Nimble Storage uses a new filesystem architecture called CASLTM (Cache Accelerated Sequential Layout). As I described in a previous post, CASL was designed from the ground up to provide a powerful combination of capacity and performance optimizations.

There is no dearth of well-designed filesystems. The vast majority of filesystems are “write in place” (WIP). When an application updates a block, the filesystem overwrites the block’s existing location on disk.

CASL belong to a different class of filesystems that may be called “write in free space” (WIFS). Two well-known examples of this class are NetApp’s WAFL and Sun’s ZFS. In this post, I will describe how CASL provides all the benefits of WIFS while overcoming the shortcomings of existing WIFS filesystems.

A WIFS filesystem does not overwrite blocks in place. Instead, it redirects each write to free space, and updates its index to point to the new location.  This enables the filesystem to coalesce logically random writes into a physically sequential write on disk.

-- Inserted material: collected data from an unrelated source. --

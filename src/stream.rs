use crate::error::Error;
use crate::fetch::Fetcher;
use crate::job::Job;
use async_stream::stream;
use futures::Stream;
use std::path::PathBuf;
use trove_record::Record;

/// Why a run ended early.
#[derive(Debug, Clone, Copy, PartialEq, Eq)]
pub enum Signal {
    /// Stop this run. Range exhaustion or `abort()` in a filter.
    Stop,
    /// Stop this run and everything that started it. `terminate()` in a
    /// filter.
    Terminate,
}

/// Progress events emitted by [`Job::run`].
///
/// Events follow a strict ordering:
/// 1. [`Started`](Self::Started) exactly once.
/// 2. One event per input record.
/// 3. Either [`Complete`](Self::Complete) when the input ran out or
///    [`Stopped`](Self::Stopped) when a predicate ended the run. Records after
///    a stop are never pulled from the input.
///
/// A record that fails produces [`Failed`](Self::Failed) and the run moves on
/// to the next one.
#[derive(Debug)]
pub enum JobEvent {
    Started,
    /// Within the configured `offset`. Nothing was evaluated.
    Skipped { url: String },
    /// Rejected by a predicate.
    Filtered { url: String },
    /// Found in the download archive.
    Archived { url: String },
    /// The destination already exists and `skip` is enabled.
    Exists { url: String, path: PathBuf },
    Downloaded { url: String, path: PathBuf },
    /// The fetcher discarded the content.
    Rejected { url: String },
    Failed { url: String, error: Error },
    Stopped(Signal),
    Complete,
}

impl Job {
    /// Streams a [`JobEvent`] for every `(url, record)` pair in `records`,
    /// handling them one at a time in order.
    pub fn run<'a, S, F>(&'a mut self, records: S, fetcher: &'a F) -> impl Stream<Item = JobEvent> + 'a
    where
        S: Stream<Item = (String, Record)> + 'a,
        F: Fetcher + ?Sized,
    {
        // `rustfmt` does not format macros that use braces. Wrap in parentheses!
        stream!({
            yield JobEvent::Started;
            let mut position: u64 = 0;
            for await (url, record) in records {
                position += 1;
                if position <= self.offset() {
                    yield JobEvent::Skipped { url };
                    continue;
                }
                let event = self.handle(url, record, fetcher).await;
                if let JobEvent::Stopped(signal) = event {
                    tracing::info!(?signal, position, "run stopped");
                    yield event;
                    return;
                }
                yield event;
            }
            yield JobEvent::Complete;
        })
    }
}

#[cfg(test)]
mod tests {
    use super::*;
    use crate::error::ErrorKind;
    use crate::fetch::{MockFetcher, TextFetcher};
    use futures::StreamExt;
    use futures::stream;
    use std::path::Path;
    use trove_archive::DownloadArchive;
    use trove_config::{OutputConfig, Skip, TemplateConfig};
    use trove_format::TemplateCache;

    fn config(base: &Path) -> OutputConfig {
        OutputConfig {
            filename: Some(TemplateConfig::Plain("{id}.{extension}".to_string())),
            directory: Some(TemplateConfig::Plain(vec!["{category}".to_string()])),
            base_directory: Some(base.to_string_lossy().into_owned()),
            ..OutputConfig::default()
        }
    }

    fn record(id: i64) -> (String, Record) {
        let record = Record::new().with("category", "site").with("id", id).with("extension", "jpeg");
        (format!("https://example.com/{id}.jpg"), record)
    }

    fn fetcher(ids: impl IntoIterator<Item = i64>) -> MockFetcher {
        MockFetcher::with_files(ids.into_iter().map(|id| (format!("https://example.com/{id}.jpg"), format!("image {id}"))))
    }

    async fn run<F: Fetcher>(job: &mut Job, records: Vec<(String, Record)>, fetcher: &F) -> Vec<JobEvent> {
        job.run(stream::iter(records), fetcher).collect().await
    }

    /// A compact form of each event for comparisons.
    fn summary(events: &[JobEvent]) -> Vec<String> {
        events
            .iter()
            .map(|event| match event {
                JobEvent::Started => "started".to_string(),
                JobEvent::Skipped { .. } => "skipped".to_string(),
                JobEvent::Filtered { .. } => "filtered".to_string(),
                JobEvent::Archived { .. } => "archived".to_string(),
                JobEvent::Exists { path, .. } => format!("exists {}", file_name(path)),
                JobEvent::Downloaded { path, .. } => format!("downloaded {}", file_name(path)),
                JobEvent::Rejected { .. } => "rejected".to_string(),
                JobEvent::Failed { .. } => "failed".to_string(),
                JobEvent::Stopped(signal) => format!("stopped {signal:?}"),
                JobEvent::Complete => "complete".to_string(),
            })
            .collect()
    }

    fn file_name(path: &Path) -> String {
        path.file_name().map(|name| name.to_string_lossy().into_owned()).unwrap_or_default()
    }

    #[tokio::test]
    async fn test_downloads_every_record() {
        let dir = tempfile::tempdir().unwrap();
        let mut job = Job::new(&config(dir.path()), &TemplateCache::new()).await.unwrap();
        let events = run(&mut job, vec![record(1), record(2)], &fetcher([1, 2])).await;
        assert_eq!(summary(&events), ["started", "downloaded 1.jpg", "downloaded 2.jpg", "complete"]);
        let content = std::fs::read_to_string(dir.path().join("site").join("2.jpg")).unwrap();
        assert_eq!(content, "image 2");
        assert!(!dir.path().join("site").join("2.jpg.part").exists());
    }

    #[tokio::test]
    async fn test_offset_skips_leading_records() {
        let dir = tempfile::tempdir().unwrap();
        let config = OutputConfig { offset: 2, ..config(dir.path()) };
        let mut job = Job::new(&config, &TemplateCache::new()).await.unwrap();
        let events = run(&mut job, vec![record(1), record(2), record(3)], &fetcher([1, 2, 3])).await;
        assert_eq!(summary(&events), ["started", "skipped", "skipped", "downloaded 3.jpg", "complete"]);
    }

    #[tokio::test]
    async fn test_range_stops_the_run() {
        let dir = tempfile::tempdir().unwrap();
        let config = OutputConfig { image_range: Some("2".to_string()), ..config(dir.path()) };
        let mut job = Job::new(&config, &TemplateCache::new()).await.unwrap();
        let events = run(&mut job, vec![record(1), record(2), record(3), record(4)], &fetcher([1, 2, 3, 4])).await;
        assert_eq!(summary(&events), ["started", "filtered", "downloaded 2.jpg", "stopped Stop"]);
        assert!(!dir.path().join("site").join("3.jpg").exists());
    }

    #[rstest::rstest]
    #[case("id != 2", &["started", "downloaded 1.jpg", "filtered", "downloaded 3.jpg", "complete"])]
    #[case("missing > 1", &["started", "failed", "failed", "failed", "complete"])]
    #[case("id < 2 or abort()", &["started", "downloaded 1.jpg", "stopped Stop"])]
    #[case("terminate()", &["started", "stopped Terminate"])]
    #[tokio::test]
    async fn test_filter(#[case] filter: &str, #[case] expected: &[&str]) {
        let dir = tempfile::tempdir().unwrap();
        let config = OutputConfig { image_filter: Some(filter.to_string()), ..config(dir.path()) };
        let mut job = Job::new(&config, &TemplateCache::new()).await.unwrap();
        let events = run(&mut job, vec![record(1), record(2), record(3)], &fetcher([1, 2, 3])).await;
        assert_eq!(summary(&events), expected);
    }

    #[tokio::test]
    async fn test_filter_failure_is_a_filter_error() {
        let dir = tempfile::tempdir().unwrap();
        let config = OutputConfig { image_filter: Some("missing > 1".to_string()), ..config(dir.path()) };
        let mut job = Job::new(&config, &TemplateCache::new()).await.unwrap();
        let events = run(&mut job, vec![record(1)], &fetcher([1])).await;
        let Some(JobEvent::Failed { error, .. }) = events.get(1) else {
            panic!("expected a failure, got {events:?}");
        };
        assert!(matches!(&**error, ErrorKind::Filter));
    }

    #[tokio::test]
    async fn test_unique() {
        let dir = tempfile::tempdir().unwrap();
        let config = OutputConfig { image_unique: true, ..config(dir.path()) };
        let mut job = Job::new(&config, &TemplateCache::new()).await.unwrap();
        let events = run(&mut job, vec![record(1), record(1)], &fetcher([1])).await;
        assert_eq!(summary(&events), ["started", "downloaded 1.jpg", "filtered", "complete"]);
    }

    #[tokio::test]
    async fn test_archive_skips_known_items() {
        let dir = tempfile::tempdir().unwrap();
        let cache = TemplateCache::new();
        let keygen = DownloadArchive::keygen(&cache, "site", "{id}").unwrap();
        let archive = DownloadArchive::open_in_memory(keygen).await.unwrap();
        let mut job = Job::new(&config(dir.path()), &cache).await.unwrap().with_archive(archive);

        let events = run(&mut job, vec![record(1)], &fetcher([1])).await;
        assert_eq!(summary(&events), ["started", "downloaded 1.jpg", "complete"]);
        std::fs::remove_file(dir.path().join("site").join("1.jpg")).unwrap();

        let events = run(&mut job, vec![record(1), record(2)], &fetcher([1, 2])).await;
        assert_eq!(summary(&events), ["started", "archived", "downloaded 2.jpg", "complete"]);
        assert_eq!(job.archive().unwrap().len().await.unwrap(), 2);
    }

    #[tokio::test]
    async fn test_archive_from_config() {
        let dir = tempfile::tempdir().unwrap();
        let path = dir.path().join("archive.sqlite3");
        let config = OutputConfig { archive: Some(path.to_string_lossy().into_owned()), ..config(dir.path()) };
        let mut job = Job::new(&config, &TemplateCache::new()).await.unwrap();
        run(&mut job, vec![record(1)], &fetcher([1])).await;
        assert!(path.exists());
        assert_eq!(job.archive().unwrap().len().await.unwrap(), 1);
    }

    #[rstest::rstest]
    #[case(None, &["started", "downloaded 1.jpg", "downloaded 1.jpg", "complete"], 2)]
    #[case(Some(""), &["started", "downloaded 1.jpg", "archived", "complete"], 1)]
    #[tokio::test]
    async fn test_archive_keys_include_category(
        #[case] prefix: Option<&str>,
        #[case] expected: &[&str],
        #[case] entries: u64,
    ) {
        let dir = tempfile::tempdir().unwrap();
        let path = dir.path().join("archive.sqlite3");
        let config = OutputConfig {
            archive: Some(path.to_string_lossy().into_owned()),
            archive_prefix: prefix.map(str::to_string),
            ..config(dir.path())
        };
        let mut job = Job::new(&config, &TemplateCache::new()).await.unwrap();
        let records = ["alpha", "beta"]
            .map(|category| {
                let record = Record::new().with("category", category).with("id", 1).with("extension", "jpeg");
                (format!("https://{category}.example.com/1.jpg"), record)
            })
            .to_vec();
        let fetcher = MockFetcher::with_files([
            ("https://alpha.example.com/1.jpg", "alpha 1"),
            ("https://beta.example.com/1.jpg", "beta 1"),
        ]);
        let events = run(&mut job, records, &fetcher).await;
        assert_eq!(summary(&events), expected);
        assert_eq!(job.archive().unwrap().len().await.unwrap(), entries);
        assert!(dir.path().join("alpha").join("1.jpg").exists());
    }

    #[rstest::rstest]
    #[case(Skip::Skip, "exists 1.jpg", "old")]
    #[case(Skip::Overwrite, "downloaded 1.jpg", "image 1")]
    #[case(Skip::Enumerate, "downloaded 1.1.jpg", "old")]
    #[tokio::test]
    async fn test_existing_file(#[case] skip: Skip, #[case] expected: &str, #[case] original: &str) {
        let dir = tempfile::tempdir().unwrap();
        std::fs::create_dir_all(dir.path().join("site")).unwrap();
        std::fs::write(dir.path().join("site").join("1.jpg"), "old").unwrap();
        let config = OutputConfig { skip, ..config(dir.path()) };
        let mut job = Job::new(&config, &TemplateCache::new()).await.unwrap();
        let events = run(&mut job, vec![record(1)], &fetcher([1])).await;
        assert_eq!(summary(&events), ["started", expected, "complete"]);
        let content = std::fs::read_to_string(dir.path().join("site").join("1.jpg")).unwrap();
        assert_eq!(content, original);
    }

    #[tokio::test]
    async fn test_rejected_content_is_removed() {
        let dir = tempfile::tempdir().unwrap();
        let mut job = Job::new(&config(dir.path()), &TemplateCache::new()).await.unwrap();
        let fetcher = fetcher([1]).rejecting("https://example.com/1.jpg");
        let events = run(&mut job, vec![record(1)], &fetcher).await;
        assert_eq!(summary(&events), ["started", "rejected", "complete"]);
        assert!(!dir.path().join("site").join("1.jpg").exists());
        assert!(!dir.path().join("site").join("1.jpg.part").exists());
    }

    #[tokio::test]
    async fn test_fetch_failure_continues() {
        let dir = tempfile::tempdir().unwrap();
        let mut job = Job::new(&config(dir.path()), &TemplateCache::new()).await.unwrap();
        let events = run(&mut job, vec![record(1), record(2)], &fetcher([2])).await;
        assert_eq!(summary(&events), ["started", "failed", "downloaded 2.jpg", "complete"]);
    }

    #[tokio::test]
    async fn test_part_directory() {
        let dir = tempfile::tempdir().unwrap();
        let parts = dir.path().join("parts");
        let config = OutputConfig { part_directory: Some(parts.to_string_lossy().into_owned()), ..config(dir.path()) };
        let mut job = Job::new(&config, &TemplateCache::new()).await.unwrap();
        let events = run(&mut job, vec![record(1)], &fetcher([1])).await;
        assert_eq!(summary(&events), ["started", "downloaded 1.jpg", "complete"]);
        assert!(dir.path().join("site").join("1.jpg").exists());
        assert!(!parts.join("1.jpg.part").exists());
    }

    #[rstest::rstest]
    #[case(true)]
    #[case(false)]
    #[tokio::test]
    async fn test_text_without_extension(#[case] part: bool) {
        let dir = tempfile::tempdir().unwrap();
        let config = OutputConfig { part, ..config(dir.path()) };
        let mut job = Job::new(&config, &TemplateCache::new()).await.unwrap();
        let record = Record::new().with("category", "site").with("id", 5);
        let events = run(&mut job, vec![("text:hello".to_string(), record)], &TextFetcher).await;
        assert_eq!(summary(&events), ["started", "downloaded 5", "complete"]);
        let content = std::fs::read_to_string(dir.path().join("site").join("5")).unwrap();
        assert_eq!(content, "hello");
    }

    #[tokio::test]
    async fn test_invalid_configuration() {
        let dir = tempfile::tempdir().unwrap();
        let cases = [
            OutputConfig { filename: Some(TemplateConfig::Plain("{id".to_string())), ..config(dir.path()) },
            OutputConfig { image_range: Some("a-b".to_string()), ..config(dir.path()) },
            OutputConfig { image_filter: Some("id >".to_string()), ..config(dir.path()) },
            OutputConfig { archive_format: Some("{".to_string()), archive: Some(":memory:".to_string()), ..config(dir.path()) },
        ];
        for config in cases {
            let err = Job::new(&config, &TemplateCache::new()).await.err().unwrap();
            assert!(matches!(&*err, ErrorKind::Config), "{config:?}");
        }
    }
}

Furthermore, because WIFS does not overwrite the old versions of blocks, it provides a simple and efficient method to take snapshots. These snapshots are often called “redirect on write” (ROW). On the other hand, a WIP filesystem generally creates “copy on write” (COW) snapshots, wherein the first write to each block after a snapshot triggers a copy of the old version to a separate location.

However, most existing WIFS filesystems such as WAFL and ZFS are “hole filling” in nature.  When most of the space is free, the filesystem is able to write in full stripes across the disk group, providing good performance.  Over time, as random blocks are overwritten and snapshots are deleted, free space gets fragmented into “holes” of various sizes, resulting in a Swiss cheese pattern. The filesystem redirects writes into these holes, resulting in random writes. Furthermore, even sequential reads of data written in this manner turn into random reads on disk.

Some WIFS file systems attempt to overcome these shortomings, for example by periodically defragmenting the free space. However  the process is heavyweight and does not ensure sequentiality. ZFS attempts to reduce the impact of hole filling on parity updates by fitting a full RAID stripe within the hole. However, this RAID stripe does not span the whole disk group, so it still results in random writes and reads.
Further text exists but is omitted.